Silicon Valley's best cover band: Facebook
Playing other companies' greatest hits is a strategy.
Facebook has become Silicon Valley’s best cover band, playing the greatest hits of other tech companies.
Today, the company will introduce Instagram Reels, a TikTok carbon copy, to the U.S. and other nations after slowly rolling it out in other regions.
Like TikTok, Instagram Reels lets users make and share 15-second video clips set to a vast catalogue of music. Like TikTok, users can also borrow and remix audio from other people's videos. And, like TikTok, users could see their clips go viral in a "Featured Reels" section of the most popular videos.
For its size, as well as its constant patent applications, it’s telling that Facebook is often the Eric Clapton to other social media companies’ Jimi Hendrix; both transformative guitarists, but one is creative (Clapton is a blues guitarist that was creative with the medium), the other innovative (Jack Bruce, who played with Clapton in Cream: “Eric was a guitar player. Jimi was some sort of force of nature.”)
Over the last several years, Facebook, the company that wrote the social media playbook on everything from advertising to algorithms, has relied on what could loosely be called a creative strategy, but more akin to a copying strategy for product development, as opposed to an innovative strategy.
Take Instagram Stories, a feature that lets users post photos and videos that disappear after 24 hours. Facebook also implemented vanishing message options in Instagram and Messenger. And let’s not forget Instagram’s face filters. In other words, Snapchat.
Take Messenger Rooms, a feature that, as Recode wrote in April, “looks and works a lot like the popular (but troubled) video chat app Zoom. You might even say Facebook ripped off all the good features that made Zoom so successful while dumping the ones that made it so controversial. Facebook does this all the time.”
Indeed.
In 2017, the Wall Street Journal, reporting on how Facebook was planning to release its version of Houseparty, a social video app, wrote about Mark Zuckerberg’s paranoia of competition:
Facebook uses an internal database to track rivals, including young startups performing unusually well, people familiar with the system say. The database stems from Facebook’s 2013 acquisition of a Tel Aviv-based startup, Onavo, which had built an app that secures users’ privacy by routing their traffic through private servers. The app gives Facebook an unusually detailed look at what users collectively do on their phones, these people say.

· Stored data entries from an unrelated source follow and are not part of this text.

impl LifecycleRunner {
    /// 创建生命周期执行器
    pub fn new(registry: ModuleRegistry) -> Self {
        Self {
            registry,
            instances: Arc::new(RwLock::new(HashMap::new())),
            handles: Arc::new(Mutex::new(HashMap::new())),
            init_done: Arc::new(RwLock::new(HashSet::new())),
            init_contexts: Arc::new(RwLock::new(HashMap::new())),
        }
    }

    /// 获取底层注册表
    pub fn registry(&self) -> &ModuleRegistry {
        &self.registry
    }

    /// 激活模块
    ///
    /// 解析子选项后在独立任务中执行 `init`（如尚未执行过）和 `main`，
    /// 立即返回本次激活的卸载上下文，不等待入口完成。模块已在激活中
    /// 或已激活时记录警告并返回现有上下文。
    ///
    /// # Errors
    ///
    /// 模块未注册时返回 `CoreError::ModuleNotFound`。
    pub async fn activate(
        &self,
        module_id: &str,
        values: &HashMap<String, Value>,
    ) -> Result<Arc<UnloaderContext>> {
        let descriptor = self
            .registry
            .get_module(module_id)
            .await
            .ok_or_else(|| CoreError::ModuleNotFound(module_id.to_string()))?;

        // 选项解析可能在异步校验器上挂起，必须在拿锁之前完成
        let resolved = resolve_options(module_id, &descriptor.suboptions, values).await;
        let activation_id = generate_activation_id();
        let context = Arc::new(UnloaderContext::new(module_id, &activation_id));

        // 检查与登记持同一把写锁，并发激活同一模块只产生一个实例
        {
            let mut instances = self.instances.write().await;
            if let Some(instance) = instances.get(module_id) {
                if !instance.info.state.can_activate() {
                    warn!(
                        module_id = %module_id,
                        state = %instance.info.state,
                        "模块已在运行，忽略重复激活"
                    );
                    return Ok(instance.context.clone());
                }
            }
            instances.insert(
                module_id.to_string(),
                ModuleInstance {
                    info: InstanceInfo {
                        module_id: module_id.to_string(),
                        activation_id: activation_id.clone(),
                        state: ModuleState::Activating,
                        activated_at: Utc::now(),
                        completed_at: None,
                        last_error: None,
                    },
                    context: context.clone(),
                },
            );
        }

        info!(
            module_id = %module_id,
            module_name = %descriptor.name,
            activation_id = %activation_id,
            "开始激活模块"
        );

        let handle = tokio::spawn(run_activation(
            descriptor,
            resolved,
            context.clone(),
            activation_id,
            self.instances.clone(),
            self.init_done.clone(),
            self.init_contexts.clone(),
        ));

        let mut handles = self.handles.lock().await;
        handles.insert(module_id.to_string(), handle);

        Ok(context)
    }

    /// 按注册顺序激活所有已启用的模块
    ///
    /// 单个模块激活失败只记录警告，不影响其余模块。返回成功派发
    /// 激活任务的模块数量。
    pub async fn activate_all(&self, stored_values: &StoredValues) -> usize {
        let empty = HashMap::new();
        let mut activated = 0;

        for module_id in self.registry.enabled_modules().await {
            let values = stored_values.get(&module_id).unwrap_or(&empty);
            match self.activate(&module_id, values).await {
                Ok(_) => activated += 1,
                Err(e) => {
                    warn!(
                        module_id = %module_id,
                        error_code = e.error_code(),
                        error_msg = %e,
                        "模块激活失败，继续激活其余模块"
                    );
                }
            }
        }

        info!(count = activated, "批量激活完成");
        activated
    }

    /// 停用模块
    ///
    /// 先执行可选的自定义卸载钩子（失败只记录警告），再排空本次激活
    /// 的卸载上下文。实例条目保留为 `Deactivated` 供诊断查询。
    ///
    /// # Errors
    ///
    /// 模块未注册时返回 `CoreError::ModuleNotFound`，模块不在运行中时
    /// 返回 `CoreError::ModuleNotActive`。
    pub async fn deactivate(&self, module_id: &str) -> Result<()> {
        let descriptor = self
            .registry
            .get_module(module_id)
            .await
            .ok_or_else(|| CoreError::ModuleNotFound(module_id.to_string()))?;

        let context = {
            let instances = self.instances.read().await;
            let instance = instances
                .get(module_id)
                .ok_or_else(|| CoreError::ModuleNotActive(module_id.to_string()))?;
            if !instance.info.state.can_deactivate() {
                return Err(CoreError::ModuleNotActive(module_id.to_string()));
            }
            instance.context.clone()
        };

        info!(module_id = %module_id, "开始停用模块");

        if let Some(unload) = &descriptor.unload {
            // 卸载钩子失败不阻止清理动作执行
            let hook_error = match AssertUnwindSafe((unload)()).catch_unwind().await {
                Ok(Ok(())) => None,
                Ok(Err(e)) => Some(e.to_string()),
                Err(panic) => Some(panic_message(panic)),
            };
            if let Some(reason) = hook_error {
                let err = CoreError::DeactivationFailed {
                    module_id: module_id.to_string(),
                    reason,
                };
                warn!(
                    module_id = %module_id,
                    error_code = err.error_code(),
                    error_msg = %err,
                    "卸载钩子失败，继续执行清理动作"
                );
            }
        }

        let cleanups = context.run_all().await;

        {
            let mut instances = self.instances.write().await;
            if let Some(instance) = instances.get_mut(module_id) {
                instance.info.state = ModuleState::Deactivated;
                instance.info.completed_at = Some(Utc::now());
            }
        }

        info!(module_id = %module_id, cleanups = cleanups, "模块停用完成");
        Ok(())
    }

    /// 按注册顺序停用所有运行中的模块
    ///
    /// 单个模块停用失败只记录警告。返回成功停用的模块数量。
    pub async fn deactivate_all(&self) -> usize {
        let mut deactivated = 0;

        for descriptor in self.registry.list_modules().await {
            let running = {
                let instances = self.instances.read().await;
                instances
                    .get(&descriptor.id)
                    .map(|i| i.info.state.can_deactivate())
                    .unwrap_or(false)
            };
            if !running {
                continue;
            }

            match self.deactivate(&descriptor.id).await {
                Ok(()) => deactivated += 1,
                Err(e) => {
                    warn!(
                        module_id = %descriptor.id,
                        error_code = e.error_code(),
                        error_msg = %e,
                        "模块停用失败，继续停用其余模块"
                    );
                }
            }
        }

        info!(count = deactivated, "批量停用完成");
        deactivated
    }

    /// 等待所有未落定的激活任务结束，返回各模块的实例信息
    pub async fn settle(&self) -> Vec<InstanceInfo> {
        let handles: Vec<(String, JoinHandle<()>)> = {
            let mut handles = self.handles.lock().await;
            handles.drain().collect()
        };

        for (module_id, handle) in handles {
            if let Err(e) = handle.await {
                // run_activation 内部已捕获入口崩溃，这里只兜底任务本身的异常
                debug!(module_id = %module_id, error_msg = %e, "激活任务异常结束");
            }
        }

        self.instances().await
    }

    /// 查询模块实例信息
    pub async fn instance(&self, module_id: &str) -> Option<InstanceInfo> {
        let instances = self.instances.read().await;
        instances.get(module_id).map(|i| i.info.clone())
    }

    /// 按注册顺序列出所有模块实例信息
    pub async fn instances(&self) -> Vec<InstanceInfo> {
        let instances = self.instances.read().await;
        let mut infos = Vec::new();
        for descriptor in self.registry.list_modules().await {
            if let Some(instance) = instances.get(&descriptor.id) {
                infos.push(instance.info.clone());
            }
        }
        infos
    }

    /// 关闭执行器
    ///
    /// 停用所有运行中的模块，然后排空 `init` 阶段积累的卸载上下文。
    pub async fn shutdown(&self) -> usize {
        let deactivated = self.deactivate_all().await;

        let contexts: Vec<Arc<UnloaderContext>> = {
            let mut init_contexts = self.init_contexts.write().await;
            init_contexts.drain().map(|(_, ctx)| ctx).collect()
        };
        for context in contexts {
            context.run_all().await;
        }

        deactivated
    }
}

The tool shaped Facebook’s decision to buy WhatsApp and informed its live-video strategy, they say. Facebook used Onavo to build its early-bird tool that tips it off to promising services and that helped Facebook home in on Houseparty.
At an all-hands meeting in 2017, the WSJ and others reported, Zuckerberg allegedly said: “Don’t be too proud to copy.”
At this point, I could spend several thousand words on Facebook’s growth as a company, from scrappy startup to behemoth that buys competitors, and if it can’t, just copies them.
(Side note: all tech companies copy from its competitors, perhaps trying to live Picasso’s quote, “Good artists copy; great artists steal.”)
But imagine if Facebook used its product development for something that can serve both its mission statement and its almost 3 billion users.
For a reminder, here’s Facebook’s mission:
Founded in 2004, Facebook's mission is to give people the power to build community and bring the world closer together. People use Facebook to stay connected with friends and family, to discover what's going on in the world, and to share and express what matters to them.
So, what if Facebook took its billions of dollars and R&D mentality and applied it to the pandemic? Whether that’s something like using the technology for contact-tracing or teaming up with governments and research institutions to find a vaccine? It could fly solo or join with other companies like Apple and Google already doing contact-tracing.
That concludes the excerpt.